Computers possess a number discrete memories containing digital information. This quantization is fundamentally related to the fact that the information is stored using discrete entities, such as electrons for computers or DNA bases for living organisms. Is it possible to imagine a memory storing an analog information at the elementary level? This is what a collaboration between researchers from Matter & Complex System Laboratory (Paris Diderot University, CNRS) and Langevin Institute (ESPCI Paris, CNRS) have just shown using peculiar objects composed of a droplet and a wave packet.

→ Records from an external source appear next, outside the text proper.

use std::io::Read;
use std::path::Path;
use std::str::FromStr;

use chrono::{DateTime, Utc};
use serde::{Deserialize, Deserializer};

use super::domain::{CategoryType, ServiceRecord, ServiceStatus};
use super::onboarding::{ServiceDraft, ServiceFactoryRegistry};

#[derive(Debug)]
pub enum CatalogError {
    Io(std::io::Error),
    Csv(csv::Error),
    Row { line: u64, reason: String },
}

impl std::fmt::Display for CatalogError {
    fn fmt(&self, f: &mut std::fmt::Formatter<'_>) -> std::fmt::Result {
        match self {
            CatalogError::Io(err) => write!(f, "failed to read service catalog: {}", err),
            CatalogError::Csv(err) => write!(f, "invalid service catalog CSV: {}", err),
            CatalogError::Row { line, reason } => {
                write!(f, "catalog line {}: {}", line, reason)
            }
        }
    }
}

impl std::error::Error for CatalogError {
    fn source(&self) -> Option<&(dyn std::error::Error + 'static)> {
        match self {
            CatalogError::Io(err) => Some(err),
            CatalogError::Csv(err) => Some(err),
            CatalogError::Row { .. } => None,
        }
    }
}

impl From<std::io::Error> for CatalogError {
    fn from(err: std::io::Error) -> Self {
        Self::Io(err)
    }
}

impl From<csv::Error> for CatalogError {
    fn from(err: csv::Error) -> Self {
        Self::Csv(err)
    }
}

/// Seeds service records from a CSV export, one row per listing.
pub struct CatalogImporter {
    factories: ServiceFactoryRegistry,
}

impl CatalogImporter {
    pub fn new(factories: ServiceFactoryRegistry) -> Self {
        Self { factories }
    }

    pub fn from_path<P: AsRef<Path>>(
        &self,
        path: P,
        now: DateTime<Utc>,
    ) -> Result<Vec<ServiceRecord>, CatalogError> {
        let file = std::fs::File::open(path)?;
        self.from_reader(file, now)
    }

    pub fn from_reader<R: Read>(
        &self,
        reader: R,
        now: DateTime<Utc>,
    ) -> Result<Vec<ServiceRecord>, CatalogError> {
        let mut csv_reader = csv::ReaderBuilder::new()
            .trim(csv::Trim::All)
            .from_reader(reader);
        let mut records = Vec::new();

        let headers = csv_reader.headers()?.clone();

        for raw in csv_reader.records() {
            let raw = raw?;
            let line = raw.position().map_or(0, |position| position.line());
            let row: CatalogRow =
                raw.deserialize(Some(&headers))
                    .map_err(|err| CatalogError::Row {
                        line,
                        reason: err.to_string(),
                    })?;
            let draft = row
                .into_draft()
                .map_err(|reason| CatalogError::Row { line, reason })?;
            let record = self
                .factories
                .build(None, draft, now)
                .map_err(|err| CatalogError::Row {
                    line,
                    reason: err.to_string(),
                })?;
            records.push(record);
        }

        tracing::info!(records = records.len(), "service catalog imported");
        Ok(records)
    }
}

impl Default for CatalogImporter {
    fn default() -> Self {
        Self::new(ServiceFactoryRegistry::with_defaults())
    }
}

#[derive(Debug, Deserialize)]
struct CatalogRow {
    name: String,
    #[serde(default)]
    description: String,
    category: String,
    latitude: f64,
    longitude: f64,
    #[serde(default)]
    address: String,
    #[serde(default)]
    city: String,
    #[serde(default, deserialize_with = "empty_string_as_none")]
    tags: Option<String>,
    #[serde(default, deserialize_with = "empty_string_as_none")]
    max_capacity: Option<String>,
    #[serde(default, deserialize_with = "empty_string_as_none")]
    current_capacity: Option<String>,
    #[serde(default, deserialize_with = "empty_string_as_none")]
    status: Option<String>,
    #[serde(default, deserialize_with = "empty_string_as_none")]
    emergency: Option<String>,
    #[serde(default, deserialize_with = "empty_string_as_none")]
    verified: Option<String>,
    #[serde(default, deserialize_with = "empty_string_as_none")]
    quality_score: Option<String>,
}

impl CatalogRow {
    fn into_draft(self) -> Result<ServiceDraft, String> {
        let category = CategoryType::from_str(&self.category).map_err(|err| err.to_string())?;
        let status = self
            .status
            .as_deref()
            .map(ServiceStatus::from_str)
            .transpose()
            .map_err(|err| err.to_string())?;

        Ok(ServiceDraft {
            category: Some(category),
            latitude: Some(self.latitude),
            longitude: Some(self.longitude),
            tags: self
                .tags
                .as_deref()
                .map(|raw| raw.split(';').map(str::to_string).collect())
                .unwrap_or_default(),
            max_capacity: parse_optional("max_capacity", self.max_capacity.as_deref())?,
            current_capacity: parse_optional("current_capacity", self.current_capacity.as_deref())?,
            status,
            is_emergency_service: parse_flag("emergency", self.emergency.as_deref())?,
            is_verified: parse_flag("verified", self.verified.as_deref())?,
            quality_score: parse_optional("quality_score", self.quality_score.as_deref())?,
            name: self.name,
            description: self.description,
            address: self.address,
            city: self.city,
            ..ServiceDraft::default()
        })
    }
}

fn parse_optional<T: FromStr>(field: &str, raw: Option<&str>) -> Result<Option<T>, String> {
    raw.map(|value| {
        value
            .parse::<T>()
            .map_err(|_| format!("{field} is not a valid number ('{value}')"))
    })
    .transpose()
}

fn parse_flag(field: &str, raw: Option<&str>) -> Result<Option<bool>, String> {
    match raw.map(|value| value.to_ascii_lowercase()) {
        None => Ok(None),
        Some(value) => match value.as_str() {
            "1" | "true" | "yes" | "y" => Ok(Some(true)),
            "0" | "false" | "no" | "n" => Ok(Some(false)),
            _ => Err(format!("{field} must be true/false ('{value}')")),
        },
    }
}

fn empty_string_as_none<'de, D>(deserializer: D) -> Result<Option<String>, D::Error>
where
    D: Deserializer<'de>,
{
    let opt = Option::<String>::deserialize(deserializer)?;
    Ok(opt.filter(|value| !value.trim().is_empty()))
}

#[cfg(test)]
mod tests {
    use super::*;
    use chrono::TimeZone;

    const CATALOG: &str = "\
name,description,category,latitude,longitude,address,city,tags,max_capacity,current_capacity,status,emergency,verified,quality_score
Harbor Shelter,Overnight beds,shelter,3.1390,101.6869,12 Jalan Pantai,Kuala Lumpur,beds;overnight,,12,open,,yes,4.2
City Trauma Unit,24h trauma care,emergency,3.1450,101.6900,1 Jalan Hospital,Kuala Lumpur,,,,,,,
Green Pantry , Weekly groceries ,food,3.1400,101.6880,4 Jalan Pasar,Kuala Lumpur,Groceries,40,10,closed,no,true,
";

    fn now() -> DateTime<Utc> {
        Utc.with_ymd_and_hms(2025, 3, 1, 8, 0, 0)
            .single()
            .expect("valid date")
    }

    #[test]
    fn imports_rows_through_category_factories() {
        let records = CatalogImporter::default()
            .from_reader(CATALOG.as_bytes(), now())
            .expect("catalog parses");
        assert_eq!(records.len(), 3);

        let shelter = &records[0];
        assert_eq!(shelter.category, CategoryType::Shelter);
        assert_eq!(shelter.max_capacity, Some(50));
        assert_eq!(shelter.current_capacity, 12);
        assert!(shelter.is_emergency_service);
        assert!(shelter.is_verified);
        assert!(shelter.tags.contains(&"overnight".to_string()));
        assert!(shelter.tags.contains(&"housing".to_string()));

        let trauma = &records[1];
        assert!(trauma.is_emergency_service);
        assert!(trauma.is_verified);
        assert_eq!(trauma.status, ServiceStatus::Open);

        let pantry = &records[2];
        assert_eq!(pantry.name, "Green Pantry");
        assert_eq!(pantry.description, "Weekly groceries");
        assert_eq!(pantry.status, ServiceStatus::Closed);
        assert!(!pantry.is_emergency_service);
        assert_eq!(pantry.max_capacity, Some(40));
        assert!(pantry.search_blob.contains("groceries"));
    }

    #[test]
    fn bad_rows_report_their_line() {
        let csv = "\
name,description,category,latitude,longitude,address,city
Good,Fine,food,3.1,101.6,1 Road,KL
Bad,Broken,spaceport,3.1,101.6,2 Road,KL
";
        match CatalogImporter::default().from_reader(csv.as_bytes(), now()) {
            Err(CatalogError::Row { line, reason }) => {
                assert_eq!(line, 3);
                assert!(reason.contains("spaceport"));
            }
            other => panic!("expected row error, got {other:?}"),
        }
    }

    #[test]
    fn invalid_values_are_rejected() {
        for row in [
            "X,Y,food,3.1,101.6,1 Road,KL,,0,,,,,",
            "X,Y,food,3.1,101.6,1 Road,KL,,,,full,,,",
            "X,Y,food,91.0,101.6,1 Road,KL,,,,,,,",
            "X,Y,food,3.1,101.6,1 Road,KL,,,,,maybe,,",
            "X,Y,food,3.1,101.6,1 Road,KL,,ten,,,,,",
        ] {
            let csv = format!(
                "name,description,category,latitude,longitude,address,city,tags,max_capacity,current_capacity,status,emergency,verified,quality_score\n{row}\n"
            );
            assert!(
                matches!(
                    CatalogImporter::default().from_reader(csv.as_bytes(), now()),
                    Err(CatalogError::Row { line: 2, .. })
                ),
                "row should be rejected: {row}"
            );
        }
    }

    #[test]
    fn missing_file_is_io_error() {
        match CatalogImporter::default().from_path("/nonexistent/services.csv", now()) {
            Err(CatalogError::Io(_)) => {}
            other => panic!("expected io error, got {other:?}"),
        }
    }
}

It is possible to sustain a droplet bouncing on the surface of a bath of the same liquid when the latter is vertically vibrated. Each bounce produces a surface wave which results in the propulsion of the droplet. The droplet is piloted by this dynamical coupling between the droplet and its associated wave field. The researchers have shown that this unique object stores the information in its wave field and could perform the elementary operations of writing, storing, reading and erasing. It thus could be interpreted as a Turing machine, an abstract machine capable of performing all tasks accomplishable by computers.
Publication:
“Wave-Based Turing Machine: Time Reversal and Information Erasing” de S. Perrard et al., Phys. Rev. Lett. 117, 094502 (doi: 10.1103/PhysRevLett.117.094502)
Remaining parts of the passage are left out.